Second: Where is the new source of energy going to come from for change? Change happens when there is a new amount of force driving it. If a relationship is stuck, what new source of energy is going to be present? If you are thinking that the same amount or source of energy that has been present is going to drive a change, then think again. If someone is stuck in their not-good-enough performance, obviously their energy to make it work has not been enough. It is not moving. Where is the new energy, such as a coach, supervisor, counselor, peer coach, accountability partner, etc. going to come from? Find new energy to bring to the problem and you may have reason to hope. New energy changes things.
Third: Where new “ways” are going to be present? Energy is necessary but not sufficient. It has to be spent in a way that works. Your body has energy, but your brain has to organize that energy to make it deliver the actions that bring the results you need. In the same way, if you are truly working the plan and the plan is not working, there must be new ways brought to the table. New wisdom, knowledge, experience, and skills. Ask yourself where that is going to come from. There are many sources, but face the music that the old ways are not working and bring in some different ways. The energy list above may bring those ways, as well as many others like training, and other development. If those are being added, then hope may make sense.
The bottom line is this: hopelessness is not always a bad thing, but sometimes hope can be. To continue to do the same thing expecting different results is usually a sign that you are due for a necessary ending of some sort. The most fulfilled individuals know that hope is so valuable that they do not want to spend it on something, or someone, who does not warrant it.

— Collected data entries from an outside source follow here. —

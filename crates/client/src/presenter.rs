//! Terminal banner presenter.
use std::io::Write;
use std::sync::{Mutex, PoisonError};

use runtime::{CollaboratorError, Presenter};

/// Prints banners to an output stream and remembers which one is showing.
pub struct ConsolePresenter<W> {
    out: Mutex<W>,
    showing: Mutex<Option<String>>,
}

impl ConsolePresenter<std::io::Stdout> {
    pub fn stdout() -> Self {
        Self::new(std::io::stdout())
    }
}

impl<W: Write> ConsolePresenter<W> {
    pub fn new(out: W) -> Self {
        Self {
            out: Mutex::new(out),
            showing: Mutex::new(None),
        }
    }

    /// Text of the banner currently on screen.
    pub fn showing(&self) -> Option<String> {
        self.showing
            .lock()
            .unwrap_or_else(PoisonError::into_inner)
            .clone()
    }

    pub fn into_inner(self) -> W {
        self.out.into_inner().unwrap_or_else(PoisonError::into_inner)
    }
}

impl<W: Write + Send> Presenter for ConsolePresenter<W> {
    fn show_banner(&self, text: &str) -> Result<(), CollaboratorError> {
        let mut out = self.out.lock().unwrap_or_else(PoisonError::into_inner);
        writeln!(out, "==== {text} ====")?;
        out.flush()?;
        *self.showing.lock().unwrap_or_else(PoisonError::into_inner) = Some(text.to_string());
        Ok(())
    }

    fn hide_banner(&self) -> Result<(), CollaboratorError> {
        self.showing
            .lock()
            .unwrap_or_else(PoisonError::into_inner)
            .take();
        Ok(())
    }
}

#[cfg(test)]
mod tests {
    use super::*;

    #[test]
    fn banner_is_written_and_tracked() {
        let presenter = ConsolePresenter::new(Vec::new());

        presenter.show_banner("Day 2").unwrap();
        assert_eq!(presenter.showing().as_deref(), Some("Day 2"));

        presenter.hide_banner().unwrap();
        assert_eq!(presenter.showing(), None);

        let written = String::from_utf8(presenter.into_inner()).unwrap();
        assert_eq!(written, "==== Day 2 ====\n");
    }
}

You must have the courage to create the “necessary ending,” to what, or whom, is not working, and bring about new energy, and a new way, that can be the source of real hope instead of empty wishing. When you do that, you bring hope to yourself, your people, and your relationships. Hope is precious and essential. Do not let it go to waste because your desire for something is misplaced, or your fear of ending something is too strong. Step up, lead, and get the hope back.